Кто бы из новых лиц ни появлялся в Васильевке, он был тут же воспроизведен и повторен в своих привычках, жестах, мимике. Гоголь уже тогда умел ловить человека, улавливать его по двум-трем чертам и из этих черт, отобранных его наблюдательным глазом, лепить образ. То он брался представлять двоюродных дядюшек Павла Петровича и Петра Петровича Косяровских — добродушных увальней, то угрюмого родственника попа Савву Яновского из Олиферовки, то двоюродную бабку Екатерину Ивановну, любившую прятать у себя в комнате старые пуговицы, огарки свечей, тряпки.
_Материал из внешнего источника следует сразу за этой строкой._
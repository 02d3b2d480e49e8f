use axum::{
    Json, Router,
    extract::{Path, Query, State},
    routing::{get, post},
};
use serde::Deserialize;
use utoipa::ToSchema;

use crate::auth::{self, Principal, UserInfo};
use crate::enrollment;
use crate::error::{Error, Result};
use crate::policy::{self, Op};
use crate::progress::{self, TranscriptEntry};
use crate::server::AppState;

#[utoipa::path(
    context_path = "/api/instructor",
    path = "/students",
    method(get),
    responses((status = 200, body = Vec<UserInfo>), (status = 403))
)]
pub async fn list_students(
    State(state): State<AppState>,
    principal: Principal,
) -> Result<Json<Vec<UserInfo>>> {
    policy::authorize(&principal, Op::ViewStudentTranscript)?;
    let students = sqlx::query_as::<_, UserInfo>(
        "SELECT id, school_id, role, name, email, instructor_id FROM users \
         WHERE instructor_id = ? ORDER BY name ASC",
    )
    .bind(principal.id)
    .fetch_all(&state.db)
    .await?;
    Ok(Json(students))
}

#[derive(Deserialize)]
pub struct TranscriptQuery {
    pub program_id: Option<i64>,
}

#[utoipa::path(
    context_path = "/api/instructor",
    path = "/students/{id}/transcript",
    method(get),
    responses((status = 200, body = Vec<TranscriptEntry>), (status = 403))
)]
pub async fn student_transcript(
    State(state): State<AppState>,
    principal: Principal,
    Path(id): Path<i64>,
    Query(query): Query<TranscriptQuery>,
) -> Result<Json<Vec<TranscriptEntry>>> {
    policy::authorize(&principal, Op::ViewStudentTranscript)?;
    policy::ensure_assigned_instructor(&state.db, &principal, id).await?;
    let program_id = match query.program_id {
        Some(program_id) => {
            policy::ensure_program_in_school(&state.db, &principal, program_id).await?;
            program_id
        }
        None => enrollment::active_enrollment(&state.db, id)
            .await?
            .ok_or(Error::NotFound("enrollment"))?
            .program_id,
    };
    let file = progress::get_file(&state.db, state.unlock_rule, id, program_id).await?;
    Ok(Json(file))
}

#[derive(Deserialize, ToSchema)]
pub struct PracticalRequest {
    pub completed: bool,
}

#[utoipa::path(
    context_path = "/api/instructor",
    path = "/students/{student_id}/chapters/{chapter_id}/practical",
    method(post),
    request_body = PracticalRequest,
    responses((status = 200), (status = 403, description = "Not the assigned instructor"))
)]
pub async fn record_practical(
    State(state): State<AppState>,
    principal: Principal,
    Path((student_id, chapter_id)): Path<(i64, i64)>,
    Json(req): Json<PracticalRequest>,
) -> Result<()> {
    policy::authorize(&principal, Op::RecordPractical)?;
    policy::ensure_chapter_in_school(&state.db, &principal, chapter_id).await?;
    progress::record_practical(&state.db, student_id, chapter_id, req.completed, &principal).await
}

#[derive(Deserialize, ToSchema)]
pub struct AnnotateRequest {
    pub notes: String,
}

#[utoipa::path(
    context_path = "/api/instructor",
    path = "/students/{student_id}/chapters/{chapter_id}/notes",
    method(post),
    request_body = AnnotateRequest,
    responses((status = 200), (status = 403, description = "Not the assigned instructor"))
)]
pub async fn annotate(
    State(state): State<AppState>,
    principal: Principal,
    Path((student_id, chapter_id)): Path<(i64, i64)>,
    Json(req): Json<AnnotateRequest>,
) -> Result<()> {
    policy::authorize(&principal, Op::Annotate)?;
    policy::ensure_chapter_in_school(&state.db, &principal, chapter_id).await?;
    progress::annotate(&state.db, student_id, chapter_id, req.notes, &principal).await
}

#[utoipa::path(
    context_path = "/api/instructor",
    path = "/students/{id}",
    method(get),
    responses((status = 200, body = UserInfo), (status = 403))
)]
pub async fn student_info(
    State(state): State<AppState>,
    principal: Principal,
    Path(id): Path<i64>,
) -> Result<Json<UserInfo>> {
    policy::authorize(&principal, Op::ViewStudentTranscript)?;
    policy::ensure_assigned_instructor(&state.db, &principal, id).await?;
    let user = auth::get_user(&state.db, id).await?;
    Ok(Json(user))
}

pub fn routes() -> Router<AppState> {
    Router::new()
        .route("/students", get(list_students))
        .route("/students/{id}", get(student_info))
        .route("/students/{id}/transcript", get(student_transcript))
        .route(
            "/students/{student_id}/chapters/{chapter_id}/practical",
            post(record_practical),
        )
        .route(
            "/students/{student_id}/chapters/{chapter_id}/notes",
            post(annotate),
        )
}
Он передразнивал какого-нибудь заезжего франта, выдававшего себя за важную птицу и желающего пустить пыль в глаза провинциалам, мужика на ярмарке.
Василий Васильевич Капнист давно заметил в сыне Василия Афанасьевича эту наблюдательность, это зоркое схватывание особенностей человека. В стихах Никоши, которые тщеславная маменька показала старому поэту в один из его визитов в Васильевку, не было ничего похожего на этот дар. Но Капнист потрепал Гоголя по голове и сказал матери; «Из него будет толк, ему нужен хороший учитель».
Когда встал вопрос об обучении сыновей, Василий Афанасьевич призадумался. Нанять им хорошего учителя, который бы учил их на дому, он не мог. Учителя, знавшие языки, получившие европейское образование, требовали высокой платы. Да и мало их было в этом благословенном краю. Тут больше учились по букварю и по детским книгам с картинками.
«Детей своих я уже решился отдать в Полтаву, — писал Василий Афанасьевич Д. П. Трощинскому в черновом тексте письма, — ибо нет способу держать их дома. Ожидаю только вашего приезду, что бы о сем моем предприятии вашего единственного моего благодетеля мнение (посоветоваться...) ».
Но Дмитрий Прокофьевич, находившийся в то время в Петербурге, не дал никакого совета. Он передоверил все хлопоты своему племяннику, но и тот не смог ничем помочь отцу Гоголя.
«На другой день, — докладывал Василий Афанасьевич „благодетелю“, — проводил я Андр. Андр. до Полтавы... Не могу умолчать, что при сем случае отвез в Полт. училище детей моих, весьма неодобряемое Андр. Андр. Но ничего не могу делать, когда нет лучшего, а тем более возможности... поместить их в лучшее...»2
Дражайшая Бабушка... Покорно вас благодарю, что вы прислали гостинец мне... Обрадуйте Папиньку и Маминьку, что я успел в науках то, что в первом классе гимназии, и учитель мною доволен.
Гоголь — Т. С. Гоголь-Яновской. Полтава, 1820 год
Почти все герои Гоголя помнят свою школу. Помнит ее — отрицательным образом — Иван Федорович Шпонька. Помнит Павел Иванович Чичиков. Помнит и Тентетников.
Полтавское поветовое училище почти не оставило воспоминаний у Гоголя. Но «тарабарская грамота» катехизиса, о которой он пишет в письме к матери, была познана именно здесь.
Курс наук, состоящий из тринадцати дисциплин, основывался прежде всего на чтении священного писания и на различных правилах — правилах слога, чистописания, правописания. В добавление к этому учащимся преподавались некоторые сведения из географии, краткой всеобщей истории и арифметики с грамматикою. В те годы сильно напирали на изъяснение евангелия — по распоряжению министра духовных дел и народного просвещения А. Н. Голицына священное писание вводилось как обязательное чтение чуть ли не перед каждым уроком. Долбили «пространный Катехизис», заучивали наизусть целые страницы из библии, но это не помогало в религиозном воспитании, наоборот, как писал H. M. Карамзин, в России только развелось больше ханжей, чем раньше. На уроках закона божия не было торжественности, не было благоговения — играли в «бабу», обменивались ножичками, самодельными игрушками, записками. Среди тех, кто учился в первом классе, сидели и переростки — детины двенадцати-четырнадцати лет, благополучно не слезавшие по нескольку лет с одной парты.